───── Source material

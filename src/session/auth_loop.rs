use std::{future, sync::Arc, time::Duration};

use tokio::{sync::mpsc, time};
use tokio_util::sync::CancellationToken;

use crate::db::{User, UserWatch, WatchClosed};
use crate::{log_error, log_info, log_warn};

use super::{controller::SessionController, identity::AuthEvent};

const ENABLE_LOGS: bool = true;
const LOG_TAG: &str = "session";

/// Drives the session state machine until cancelled: auth events, the live
/// user document and the one-shot liveness fallback.
pub(super) async fn auth_loop(
    controller: Arc<SessionController>,
    mut events: mpsc::UnboundedReceiver<AuthEvent>,
    auth_timeout: Duration,
    cancel_token: CancellationToken,
) {
    let fallback = time::sleep(auth_timeout);
    tokio::pin!(fallback);
    let mut fallback_armed = true;
    let mut events_open = true;
    let mut user_watch: Option<UserWatch> = None;

    loop {
        tokio::select! {
            _ = cancel_token.cancelled() => {
                log_info!("session loop shutting down");
                break;
            }
            _ = &mut fallback, if fallback_armed => {
                fallback_armed = false;
                if controller.update(|state| state.force_auth_resolved()) {
                    log_warn!("auth did not resolve within {:?}, continuing", auth_timeout);
                }
            }
            event = events.recv(), if events_open => match event {
                Some(Ok(Some(identity))) => {
                    drop(user_watch.take());
                    controller.update(|state| state.begin_identity(&identity.uid));
                    user_watch = open_user_watch(&controller, &identity.uid, identity.email.as_deref()).await;
                }
                Some(Ok(None)) => {
                    user_watch = None;
                    controller.update(|state| state.sign_out());
                }
                Some(Err(err)) => {
                    log_error!("{err}; treating as signed out");
                    user_watch = None;
                    controller.update(|state| state.sign_out());
                }
                None => {
                    log_warn!("identity stream ended");
                    events_open = false;
                }
            },
            snapshot = next_user(&mut user_watch) => match snapshot {
                Ok(user) => controller.update(|state| state.apply_user_snapshot(user)),
                Err(WatchClosed) => {
                    log_warn!("user subscription closed");
                    user_watch = None;
                    controller.update(|state| state.user_watch_failed());
                }
            },
        }
    }
}

async fn open_user_watch(
    controller: &SessionController,
    user_id: &str,
    email: Option<&str>,
) -> Option<UserWatch> {
    let db = controller.db();
    if let Err(err) = db.ensure_user(user_id, email).await {
        log_error!("ensure_user failed for {user_id}: {err}");
    }
    match db.watch_user(user_id).await {
        Ok(watch) => Some(watch),
        Err(err) => {
            log_error!("could not subscribe to user {user_id}: {err}");
            controller.update(|state| state.user_watch_failed());
            None
        }
    }
}

async fn next_user(watch: &mut Option<UserWatch>) -> Result<Option<User>, WatchClosed> {
    match watch {
        Some(watch) => watch.next().await,
        None => future::pending().await,
    }
}
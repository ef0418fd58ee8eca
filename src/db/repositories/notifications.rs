use crate::db::{
    connection::Database,
    documents::{Direction, Query},
    error::RemoteError,
    models::{NewNotification, Notification},
    NOTIFICATIONS,
};
use crate::{log_error, log_info};

const ENABLE_LOGS: bool = true;
const LOG_TAG: &str = "notifications";

impl Database {
    /// Newest first; empty on error.
    pub async fn list_notifications(&self, user_id: &str) -> Vec<Notification> {
        let query = Query::collection(NOTIFICATIONS)
            .where_eq("userId", user_id)
            .order_by("createdAt", Direction::Desc);
        match self.transaction(move |tx| tx.query(&query)).await {
            Ok(docs) => docs
                .iter()
                .map(|doc| Notification::from_document(doc.id(), &doc.data))
                .collect(),
            Err(err) => {
                log_error!("list_notifications failed: {err}");
                Vec::new()
            }
        }
    }

    pub async fn add_notification(
        &self,
        user_id: &str,
        notification: NewNotification,
    ) -> Result<String, RemoteError> {
        let user_id = user_id.to_string();
        self.transaction(move |tx| {
            let fields = crate::fields! {
                "userId" => user_id.as_str(),
                "title" => notification.title.as_str(),
                "body" => notification.body.as_str(),
                "type" => notification.kind.as_deref(),
                "read" => false,
                "createdAt" => tx.now_ms(),
            };
            Ok(tx.create(NOTIFICATIONS, fields)?.id().to_string())
        })
        .await
        .inspect_err(|err| log_error!("add_notification failed: {err}"))
    }

    /// Flags every unread notification of the user in one transaction and
    /// returns how many changed.
    pub async fn mark_all_notifications_read(&self, user_id: &str) -> Result<usize, RemoteError> {
        let query = Query::collection(NOTIFICATIONS)
            .where_eq("userId", user_id)
            .where_eq("read", false);
        let changed = self
            .transaction(move |tx| {
                let unread = tx.query(&query)?;
                for doc in &unread {
                    tx.update(&doc.path, crate::fields! { "read" => true })?;
                }
                Ok(unread.len())
            })
            .await
            .inspect_err(|err| log_error!("mark_all_notifications_read failed: {err}"))?;
        if changed > 0 {
            log_info!("marked {changed} notifications read");
        }
        Ok(changed)
    }
}

#[cfg(test)]
mod tests {
    use std::sync::Arc;

    use crate::db::{models::NewNotification, Database};
    use crate::utils::SystemClock;

    #[tokio::test]
    async fn mark_all_read_only_touches_own_unread() {
        let db = Database::in_memory(Arc::new(SystemClock)).unwrap();
        for title in ["a", "b"] {
            db.add_notification(
                "u1",
                NewNotification {
                    title: title.into(),
                    body: "x".into(),
                    kind: Some("streak".into()),
                },
            )
            .await
            .unwrap();
        }
        db.add_notification("u2", NewNotification::default()).await.unwrap();

        assert_eq!(db.mark_all_notifications_read("u1").await.unwrap(), 2);
        assert_eq!(db.mark_all_notifications_read("u1").await.unwrap(), 0);

        let listed = db.list_notifications("u1").await;
        assert_eq!(listed.len(), 2);
        assert!(listed.iter().all(|n| n.read));
        assert_eq!(listed[0].kind.as_deref(), Some("streak"));
        assert!(!db.list_notifications("u2").await[0].read);
    }
}
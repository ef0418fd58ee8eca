use crate::db::{
    connection::Database,
    documents::{Direction, DocPath, Query},
    error::RemoteError,
    models::{app_allowance_for, AllowAppOutcome, AppAllowance, FocusApp, User},
    ALLOWED_APPS, BLOCKED_APPS, USERS,
};
use crate::{log_error, log_info};

const ENABLE_LOGS: bool = true;
const LOG_TAG: &str = "apps";

fn apps_of(collection: &str, user_id: &str) -> Query {
    Query::collection(collection)
        .where_eq("userId", user_id)
        .order_by("createdAt", Direction::Asc)
}

impl Database {
    /// Oldest first; empty on error.
    pub async fn list_allowed_apps(&self, user_id: &str) -> Vec<FocusApp> {
        self.list_apps(ALLOWED_APPS, user_id).await
    }

    /// Oldest first; empty on error.
    pub async fn list_blocked_apps(&self, user_id: &str) -> Vec<FocusApp> {
        self.list_apps(BLOCKED_APPS, user_id).await
    }

    /// How many apps the user has allowed against the free-plan cap. Reads
    /// as an empty free allowance on error.
    pub async fn allowed_app_allowance(&self, user_id: &str) -> AppAllowance {
        let is_premium = self.get_user_premium(user_id).await;
        let allowed = self.list_allowed_apps(user_id).await.len();
        app_allowance_for(allowed, is_premium)
    }

    /// Allows `name` during focus and drops it from the blocked list. Free
    /// users stop at the cap; an app already allowed is left as is.
    pub async fn add_allowed_app(
        &self,
        user_id: &str,
        name: &str,
    ) -> Result<AllowAppOutcome, RemoteError> {
        let name = name.trim().to_string();
        if name.is_empty() {
            return Err(RemoteError::InvalidPath("app name is empty".into()));
        }
        let user_path = DocPath::new(USERS, user_id)?;
        let user_id = user_id.to_string();

        let outcome = self
            .transaction(move |tx| {
                let allowed = tx.query(&apps_of(ALLOWED_APPS, &user_id))?;
                if let Some(existing) = allowed
                    .iter()
                    .find(|doc| FocusApp::from_document(doc.id(), &doc.data).name == name)
                {
                    return Ok(AllowAppOutcome::AlreadyAllowed(existing.id().to_string()));
                }

                let is_premium = tx
                    .get(&user_path)?
                    .map(|doc| User::from_document(&user_id, &doc.data).is_premium)
                    .unwrap_or(false);
                let allowance = app_allowance_for(allowed.len(), is_premium);
                if allowance.limit_reached {
                    return Ok(AllowAppOutcome::LimitReached(allowance));
                }

                let unblock = apps_of(BLOCKED_APPS, &user_id).where_eq("name", name.as_str());
                for blocked in tx.query(&unblock)? {
                    tx.delete(&blocked.path)?;
                }
                let fields = crate::fields! {
                    "userId" => user_id.as_str(),
                    "name" => name.as_str(),
                    "createdAt" => tx.now_ms(),
                };
                Ok(AllowAppOutcome::Added(tx.create(ALLOWED_APPS, fields)?.id().to_string()))
            })
            .await
            .inspect_err(|err| log_error!("add_allowed_app failed: {err}"))?;

        match &outcome {
            AllowAppOutcome::Added(id) => log_info!("allowed app {id}"),
            AllowAppOutcome::LimitReached(allowance) => {
                log_info!("allowed app cap reached at {}", allowance.allowed)
            }
            AllowAppOutcome::AlreadyAllowed(_) => {}
        }
        Ok(outcome)
    }

    pub async fn add_blocked_app(&self, user_id: &str, name: &str) -> Result<String, RemoteError> {
        let name = name.trim().to_string();
        if name.is_empty() {
            return Err(RemoteError::InvalidPath("app name is empty".into()));
        }
        let user_id = user_id.to_string();
        self.transaction(move |tx| {
            let fields = crate::fields! {
                "userId" => user_id.as_str(),
                "name" => name.as_str(),
                "createdAt" => tx.now_ms(),
            };
            Ok(tx.create(BLOCKED_APPS, fields)?.id().to_string())
        })
        .await
        .inspect_err(|err| log_error!("add_blocked_app failed: {err}"))
    }

    async fn list_apps(&self, collection: &'static str, user_id: &str) -> Vec<FocusApp> {
        let query = apps_of(collection, user_id);
        match self.transaction(move |tx| tx.query(&query)).await {
            Ok(docs) => docs
                .iter()
                .map(|doc| FocusApp::from_document(doc.id(), &doc.data))
                .collect(),
            Err(err) => {
                log_error!("listing {collection} failed: {err}");
                Vec::new()
            }
        }
    }
}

──────────

• _Work instructions_
Please transcribe the data exactly from its first line. End with the line that contains "pub(super) async fn".

• _Solution to this task_
filename src/session/auth_loop.rs
use std::{future, sync::Arc, time::Duration};

use tokio::{sync::mpsc, time};
use tokio_util::sync::CancellationToken;

use crate::db::{User, UserWatch, WatchClosed};
use crate::{log_error, log_info, log_warn};

use super::{controller::SessionController, identity::AuthEvent};

const ENABLE_LOGS: bool = true;
const LOG_TAG: &str = "session";

/// Drives the session state machine until cancelled: auth events, the live
/// user document and the one-shot liveness fallback.
pub(super) async fn auth_loop(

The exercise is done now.